Thomas More
Saint Thomas More
1.
Homme d'Etat, philosophe, juriste, théologien, catholique exemplaire et même martyr, Thomas More est un personnage atypique dans l'assemblée des saints. Il naît le 7 février 1478 à Londres. Son père, John More est un juriste chargé des affaires criminelles à la cour du Banc du roi. A l'âge de 12 ans, il est placé comme page chez le cardinal Morton, sur la rive gauche de la Tamise. Ce cardinal avait été mêlé indirectement à la guerre fratricide des Lancastre et des York pour le trône (guerre des deux roses) mais ayant soutenu Henri Tudor, un Lancastre, contre Richard III qu'il battit avant d'être couronné sous le titre d'Henri VII, il en fut récompensé par le titre d'archevêque de Cantorbéry et lord chancelier.
C'est auprès de cet homme que Thomas More acquis un sens politique dont il ne devait jamais se départir en dépit de son idéalisme, comme il l'avoue lui-même :
Ayant été nommé chancelier de l'université d'Oxford, le cardinal y fit entrer Thomas More en 1492. Il y devient helléniste et se passionne pour Platon, que l'on redécouvre à cette époque, en réaction contre l'aristotélisme, assimilé au Moyen Âge finissant et à la scolastique.
Le philisophe athénien était considéré à la Renaissance comme un cinquième évangéliste. Pétrarque n'avait-il pas suggéré à son propos qu'"à le lire, on croirait avoir affaire non à un philosophe païen, mais à un apôtre". La République sera une source d'inspiration pour l'Utopie.
Après Oxford, il poursuit ses études en droit à Londres pour suivre la voie de son père, mais il hésite alors entre une vie religieuse et une vie civile.
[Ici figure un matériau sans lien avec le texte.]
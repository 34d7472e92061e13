//! # hc-config
//!
//! Layered configuration loading for HealthCore using figment.
//!
//! Configuration sources (in priority order, highest wins):
//! 1. Environment variables (`HEALTHCORE_*` prefix, `__` as separator)
//! 2. Project-level `.healthcore/config.toml`
//! 3. User-level `~/.config/healthcore/config.toml`
//! 4. Built-in defaults
//!
//! # Environment Variable Mapping
//!
//! Figment maps `HEALTHCORE_CATALOG__PATH` -> `catalog.path`,
//! `HEALTHCORE_GENERAL__DEFAULT_USER_ID` -> `general.default_user_id`, etc.
//! The `__` (double underscore) separates nested config sections.
//!
//! # Usage
//!
//! ```no_run
//! use hc_config::HealthConfig;
//!
//! let config = HealthConfig::load_with_dotenv().expect("config");
//!
//! if let Some(path) = config.catalog.path() {
//!     println!("Catalog: {}", path.display());
//! }
//! ```

mod catalog;
mod error;
mod general;

pub use catalog::CatalogConfig;
pub use error::ConfigError;
pub use general::GeneralConfig;

use figment::{
    Figment,
    providers::{Env, Format, Serialized, Toml},
};
use serde::{Deserialize, Serialize};
use std::path::PathBuf;
use tracing::debug;

#[derive(Debug, Clone, Default, Deserialize, Serialize)]
pub struct HealthConfig {
    #[serde(default)]
    pub catalog: CatalogConfig,
    #[serde(default)]
    pub general: GeneralConfig,
}

impl HealthConfig {
    /// Load configuration from all sources (TOML files + environment variables).
    ///
    /// Does NOT call `dotenvy` -- use [`HealthConfig::load_with_dotenv`] if you
    /// need `.env` file loading.
    ///
    /// # Errors
    ///
    /// Returns [`ConfigError::Figment`] if a source fails to parse and
    /// [`ConfigError::InvalidValue`] if a value fails validation.
    pub fn load() -> Result<Self, ConfigError> {
        Self::from_figment(&Self::figment())
    }

    /// Load configuration with `.env` file support.
    ///
    /// # Errors
    ///
    /// Same as [`HealthConfig::load`].
    pub fn load_with_dotenv() -> Result<Self, ConfigError> {
        if let Ok(path) = dotenvy::dotenv() {
            debug!(path = %path.display(), "loaded dotenv file");
        }
        Self::load()
    }

    /// Extract and validate a config from an arbitrary figment.
    ///
    /// # Errors
    ///
    /// Same as [`HealthConfig::load`].
    pub fn from_figment(figment: &Figment) -> Result<Self, ConfigError> {
        let config: Self = figment.extract()?;
        config.catalog.validate()?;
        Ok(config)
    }

    /// Build the figment provider chain.
    ///
    /// This is public so tests can inspect the figment directly or add
    /// additional providers on top.
    #[must_use]
    pub fn figment() -> Figment {
        let mut figment = Figment::from(Serialized::defaults(Self::default()));

        // Layer 1: User-global config
        if let Some(global_path) = Self::global_config_path() {
            if global_path.exists() {
                figment = figment.merge(Toml::file(global_path));
            }
        }

        // Layer 2: Project-local config
        let local_path = PathBuf::from(".healthcore/config.toml");
        if local_path.exists() {
            figment = figment.merge(Toml::file(local_path));
        }

        // Layer 3: Environment variables (highest priority)
        figment.merge(Env::prefixed("HEALTHCORE_").split("__"))
    }

    /// Path to the user-global config file.
    fn global_config_path() -> Option<PathBuf> {
        dirs::config_dir().map(|p| p.join("healthcore").join("config.toml"))
    }
}
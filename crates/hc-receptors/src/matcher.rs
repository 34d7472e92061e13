//! Nutrient-name matching.
//!
//! Decides whether a reported nutrient name refers to the same substance as a
//! catalog factor name: exact case-insensitive equality, or a hit in a small
//! fixed synonym table.

/// Canonical substance keys and their accepted spelling variants.
const SYNONYMS: &[(&str, &[&str])] = &[
    ("vitamin c", &["vitamin-c", "ascorbic acid", "ascorbate"]),
    (
        "vitamin d",
        &["vitamin-d", "vitamin d3", "d3", "cholecalciferol"],
    ),
    ("calcium", &["ca", "calcium carbonate", "calcium citrate"]),
    ("iron", &["fe", "ferrous", "ferric"]),
    (
        "magnesium",
        &["mg", "magnesium glycinate", "magnesium citrate"],
    ),
    ("zinc", &["zn", "zinc picolinate", "zinc citrate"]),
];

/// Whether `factor_name` and `nutrient_name` name the same substance.
///
/// A synonym hit requires one side to be a listed variant (or the key itself)
/// and the key text to appear inside the other side. Two variants that do not
/// embed the key, such as `d3` and `cholecalciferol`, therefore do not match.
#[must_use]
pub fn matches(factor_name: &str, nutrient_name: &str) -> bool {
    let factor = factor_name.to_lowercase();
    let nutrient = nutrient_name.to_lowercase();

    if factor == nutrient {
        return true;
    }

    SYNONYMS.iter().any(|(key, variants)| {
        let is_variant = |name: &str| name == *key || variants.contains(&name);
        (is_variant(&factor) && nutrient.contains(key))
            || (is_variant(&nutrient) && factor.contains(key))
    })
}
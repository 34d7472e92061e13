use hc_config::HealthConfig;

/// Load layered configuration, reading `.env` from the working directory first.
pub fn load_config() -> anyhow::Result<HealthConfig> {
    HealthConfig::load_with_dotenv().map_err(anyhow::Error::from)
}
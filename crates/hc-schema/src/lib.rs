//! # hc-schema
//!
//! JSON Schema generation, validation, and registry for HealthCore.
//!
//! Types are defined in `hc-core` with `#[derive(JsonSchema)]`. This crate
//! builds the registry and validates untrusted JSON (nutrient report payloads,
//! catalog sections) before it is deserialized into typed records.

mod error;
mod registry;

pub use error::SchemaError;
pub use registry::{NUTRIENT_REPORTS, SchemaRegistry};
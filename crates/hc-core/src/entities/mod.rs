//! Entity structs for HealthCore domain objects.
//!
//! All structs derive `Serialize`, `Deserialize`, and `JsonSchema` for JSON roundtrip
//! and schema validation.

mod catalog;
mod nutrient;
mod status;

pub use catalog::{Factor, ReceptorCatalogEntry, SupportingProtein, SystemCatalog};
pub use nutrient::NutrientReport;
pub use status::{ReceptorEfficiencyResult, SystemStatus};
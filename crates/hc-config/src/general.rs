//! General application configuration.

use serde::{Deserialize, Serialize};

/// Default tracing filter when neither `--quiet` nor `--verbose` is given.
fn default_log_level() -> String {
    "warn".to_string()
}

#[derive(Debug, Clone, Deserialize, Serialize)]
pub struct GeneralConfig {
    /// User id attached to status responses when `--user` is not given.
    #[serde(default)]
    pub default_user_id: String,

    /// Default tracing filter (e.g., "warn", "info", "hc_receptors=debug").
    #[serde(default = "default_log_level")]
    pub log_level: String,
}

impl GeneralConfig {
    /// Configured default user id, if any.
    #[must_use]
    pub fn default_user(&self) -> Option<String> {
        let trimmed = self.default_user_id.trim();
        (!trimmed.is_empty()).then(|| trimmed.to_string())
    }
}

impl Default for GeneralConfig {
    fn default() -> Self {
        Self {
            default_user_id: String::new(),
            log_level: default_log_level(),
        }
    }
}
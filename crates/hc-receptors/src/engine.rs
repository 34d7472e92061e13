//! Request-scoped receptor status computation.
//!
//! [`ReceptorEngine`] borrows a catalog and turns one list of nutrient
//! reports into per-system statuses. It holds no state between calls.

use std::collections::BTreeMap;

use chrono::{DateTime, Utc};
use hc_core::entities::{
    NutrientReport, ReceptorCatalogEntry, ReceptorEfficiencyResult, SystemCatalog, SystemStatus,
};
use hc_core::enums::{BodySystem, ClusterStatus};
use hc_core::responses::{ReceptorCluster, ReceptorStatusResponse, SystemReport};
use tracing::debug;

use crate::aggregate::aggregate;
use crate::catalog::ReceptorCatalog;
use crate::efficiency::efficiency;

/// Icon used for clusters whose catalog entry has none.
pub const DEFAULT_CLUSTER_ICON: &str = "🔬";

#[derive(Debug, Clone, Copy)]
pub struct ReceptorEngine<'a> {
    catalog: &'a ReceptorCatalog,
}

impl<'a> ReceptorEngine<'a> {
    #[must_use]
    pub const fn new(catalog: &'a ReceptorCatalog) -> Self {
        Self { catalog }
    }

    /// Status of every body system for the given reports.
    #[must_use]
    pub fn status(&self, reports: &[NutrientReport]) -> BTreeMap<BodySystem, SystemStatus> {
        self.status_at(reports, Utc::now())
    }

    /// Same as [`ReceptorEngine::status`] with an explicit timestamp.
    #[must_use]
    pub fn status_at(
        &self,
        reports: &[NutrientReport],
        now: DateTime<Utc>,
    ) -> BTreeMap<BodySystem, SystemStatus> {
        self.catalog
            .systems()
            .map(|(system, section)| {
                let results = system_results(system, section, reports);
                let status = aggregate(system, results, reports, now);
                debug!(
                    %system,
                    efficiency = status.efficiency,
                    active_receptors = status.active_receptors,
                    "system status computed"
                );
                (system, status)
            })
            .collect()
    }

    /// Full status response including cluster views.
    #[must_use]
    pub fn report(
        &self,
        reports: &[NutrientReport],
        user_id: Option<String>,
    ) -> ReceptorStatusResponse {
        self.report_at(reports, user_id, Utc::now())
    }

    /// Same as [`ReceptorEngine::report`] with an explicit timestamp.
    #[must_use]
    pub fn report_at(
        &self,
        reports: &[NutrientReport],
        user_id: Option<String>,
        now: DateTime<Utc>,
    ) -> ReceptorStatusResponse {
        let systems = self
            .status_at(reports, now)
            .into_iter()
            .map(|(system, status)| {
                let clusters = self
                    .catalog
                    .system(system)
                    .map(|section| clusters(section, &status.receptor_details))
                    .unwrap_or_default();
                let report = SystemReport {
                    system,
                    efficiency: status.efficiency,
                    active_receptors: status.active_receptors,
                    clusters,
                    receptor_details: status.receptor_details,
                    commentary: status.commentary,
                    last_updated: status.last_updated,
                    notes: status.notes,
                };
                (system, report)
            })
            .collect();

        ReceptorStatusResponse {
            user_id,
            generated_at: now,
            systems,
        }
    }
}

fn system_results(
    system: BodySystem,
    section: &SystemCatalog,
    reports: &[NutrientReport],
) -> Vec<ReceptorEfficiencyResult> {
    section
        .receptors
        .iter()
        .map(|(id, entry)| {
            let result = efficiency(id, entry, reports);
            debug!(
                %system,
                receptor = %id,
                efficiency = result.efficiency_percentage,
                enhancers = result.enhancement_factors.len(),
                inhibitors = result.limiting_factors.len(),
                "receptor efficiency computed"
            );
            result
        })
        .collect()
}

fn clusters(section: &SystemCatalog, results: &[ReceptorEfficiencyResult]) -> Vec<ReceptorCluster> {
    section
        .receptors
        .iter()
        .map(|(id, entry)| {
            let result = results.iter().find(|r| &r.receptor_id == id);
            cluster(id, entry, result)
        })
        .collect()
}

/// Pair a catalog entry with its result. A receptor without a result is shown
/// at full efficiency.
#[allow(clippy::cast_possible_truncation)]
fn cluster(
    id: &str,
    entry: &ReceptorCatalogEntry,
    result: Option<&ReceptorEfficiencyResult>,
) -> ReceptorCluster {
    let efficiency = result.map_or(100.0, |r| r.efficiency_percentage);

    let current_nutrients = result
        .map(|r| {
            r.enhancement_factors
                .iter()
                .chain(&r.limiting_factors)
                .cloned()
                .collect()
        })
        .unwrap_or_default();

    ReceptorCluster {
        id: id.to_string(),
        name: entry.name.clone().unwrap_or_else(|| id.to_string()),
        icon: entry
            .icon
            .clone()
            .unwrap_or_else(|| DEFAULT_CLUSTER_ICON.to_string()),
        description: entry.description.clone().unwrap_or_default(),
        status: ClusterStatus::for_efficiency(efficiency),
        efficiency: efficiency.trunc() as i64,
        receptors: vec![entry.primary_receptor.clone()],
        current_nutrients,
        recommendations: entry.recommendations.clone(),
    }
}

#[cfg(test)]
mod tests {
    use super::*;
    use pretty_assertions::assert_eq;

    fn report(name: &str) -> NutrientReport {
        NutrientReport::new(name, 1.0, "mg")
    }

    #[test]
    fn status_covers_every_system() {
        let catalog = ReceptorCatalog::builtin().unwrap();
        let status = ReceptorEngine::new(&catalog).status(&[]);
        assert_eq!(status.keys().copied().collect::<Vec<_>>(), BodySystem::ALL);
    }

    #[test]
    fn status_shares_one_timestamp() {
        let catalog = ReceptorCatalog::builtin().unwrap();
        let now = Utc::now();
        let status = ReceptorEngine::new(&catalog).status_at(&[report("Zinc")], now);
        assert!(status.values().all(|s| s.last_updated == now));
    }

    #[test]
    fn cluster_without_result_shows_full_efficiency() {
        let entry = ReceptorCatalogEntry::new("ZIP4");
        let view = cluster("zinc", &entry, None);
        assert_eq!(view.efficiency, 100);
        assert_eq!(view.status, ClusterStatus::Optimal);
        assert_eq!(view.name, "zinc");
        assert_eq!(view.icon, DEFAULT_CLUSTER_ICON);
        assert!(view.current_nutrients.is_empty());
    }

    #[test]
    fn cluster_truncates_efficiency_and_lists_factors() {
        let catalog = ReceptorCatalog::builtin().unwrap();
        let section = catalog.system(BodySystem::Intestinal).unwrap();
        let results = system_results(
            BodySystem::Intestinal,
            section,
            &[report("Vitamin C"), report("Calcium")],
        );
        let views = clusters(section, &results);
        let iron = views.iter().find(|c| c.id == "iron").unwrap();

        assert_eq!(iron.efficiency, 95);
        assert_eq!(iron.status, ClusterStatus::Optimal);
        assert_eq!(iron.receptors, vec!["DMT1".to_string()]);
        assert_eq!(
            iron.current_nutrients,
            vec!["Vitamin C".to_string(), "Calcium".to_string()]
        );
    }
}
use clap::{Args, Subcommand};

/// Top-level command tree.
#[derive(Clone, Debug, Subcommand)]
pub enum Commands {
    /// Compute receptor status for a JSON array of nutrient reports.
    Status(StatusArgs),
    /// Show static info for one receptor by its primary receptor name.
    Receptor(ReceptorArgs),
    /// List all receptors of one body system.
    System(SystemArgs),
    /// Summarize every body system.
    Systems,
    /// Dump JSON schema for a registered type.
    Schema(SchemaArgs),
}

/// Arguments for `hcore status`.
#[derive(Clone, Debug, Args)]
pub struct StatusArgs {
    /// Path to a JSON file of nutrient reports, or `-` for stdin.
    #[arg(default_value = "-")]
    pub input: String,
    /// User id attached to the response.
    #[arg(long)]
    pub user: Option<String>,
}

/// Arguments for `hcore receptor`.
#[derive(Clone, Debug, Args)]
pub struct ReceptorArgs {
    /// Primary receptor name (case-insensitive), e.g. `DMT1`.
    pub name: String,
}

/// Arguments for `hcore system`.
#[derive(Clone, Debug, Args)]
pub struct SystemArgs {
    /// Body system id: intestinal, hepatic, circulatory, cellular.
    pub id: String,
}

/// Arguments for `hcore schema`.
#[derive(Clone, Debug, Args)]
pub struct SchemaArgs {
    /// Registered schema name, e.g. `nutrient_reports`.
    #[arg(required_unless_present = "list")]
    pub type_name: Option<String>,
    /// List registered schema names instead.
    #[arg(long)]
    pub list: bool,
}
Rencontres avec Erasme, Pic de la Mirandole et Lucien de Samosate
Erasme fit trois séjours en Angleterre et y rencontre More en 1499, celui-ci n'avait que 22 ans et leur amitié en dura 35. L'Eloge de la folie d'Erasme fut en grande partie écrit chez son ami Thomas More. En 1504, More est choisi pour entrer au Parlement. Mais il encourut les foudres de son roi, Henri VII, en s'opposant à un impôt que celui-ci voulait lever en l'honneur du mariage de Jacques d'Ecosse et de Lady Margaret, sa fille. More n'aime pas le monde et éprouve le désir intense de se consacrer entièrement à Dieu, inclination qui le hantera toute sa vie. Il traite son propre corps par des mortifications incessantes, parlant de lui comme d'un "âne", "frère âne", en hommage à la formule de saint François d'Assise. Mais c'est vers les Chartreux qu'il s'oriente, car il existait une chartreuse renommée à la sortie de Londres. Il n'ira cependant pas au bout du chemin et renoncera à prononcer ses voeux, préférant devenir un "moine laïc" et se marier en 1505, avec Jane Colt, une jeune fille de 17 ans :
More entreprend la traduction de la vie de Giovanni Pico Della Mirandola (Pic de la Mirandole), l'homme le plus érudit de son temps selon la légende, l'humaniste complet, féru de platonisme, mais aussi d'orphisme, de pythagorisme et de cabale hébraïque. Il s'était rendu célèbre en proposant à Rome en 1486 un débat sur 900 thèses philosophiques et théologiques, réconciliant la scolastique, Zoroastre, Platon et Aristote. Il postula dans un discours inaugural, la "dignité de l'homme" et la concordance entre les grandes doctrines religieuses et philosophiques. Situé à mi chemin entre les créatures matérielles et les êtres spirituels, possesseur de lui-même, il avait été placé par Dieu "au milieu du monde", pour réaliser sa forme librement, ayant seul la faculté de choisir ce qu'il voulait être. La curie romaine protesta et cria au scandale : l'homme, dans la conception de Pic, n'apparaissait-il pas supérieur aux anges et même à Dieu ? Par ailleurs, il reprenait la thèse d'Origène, condamnée par saint Augustin selon laquelle la nature pouvait revenir à son état originel. Soupçonné d'hérésie, Pic du s'enfuir en France puis se mettre à Florence sous la protection de Laurent le Magnifique avant de mourir à 31 ans.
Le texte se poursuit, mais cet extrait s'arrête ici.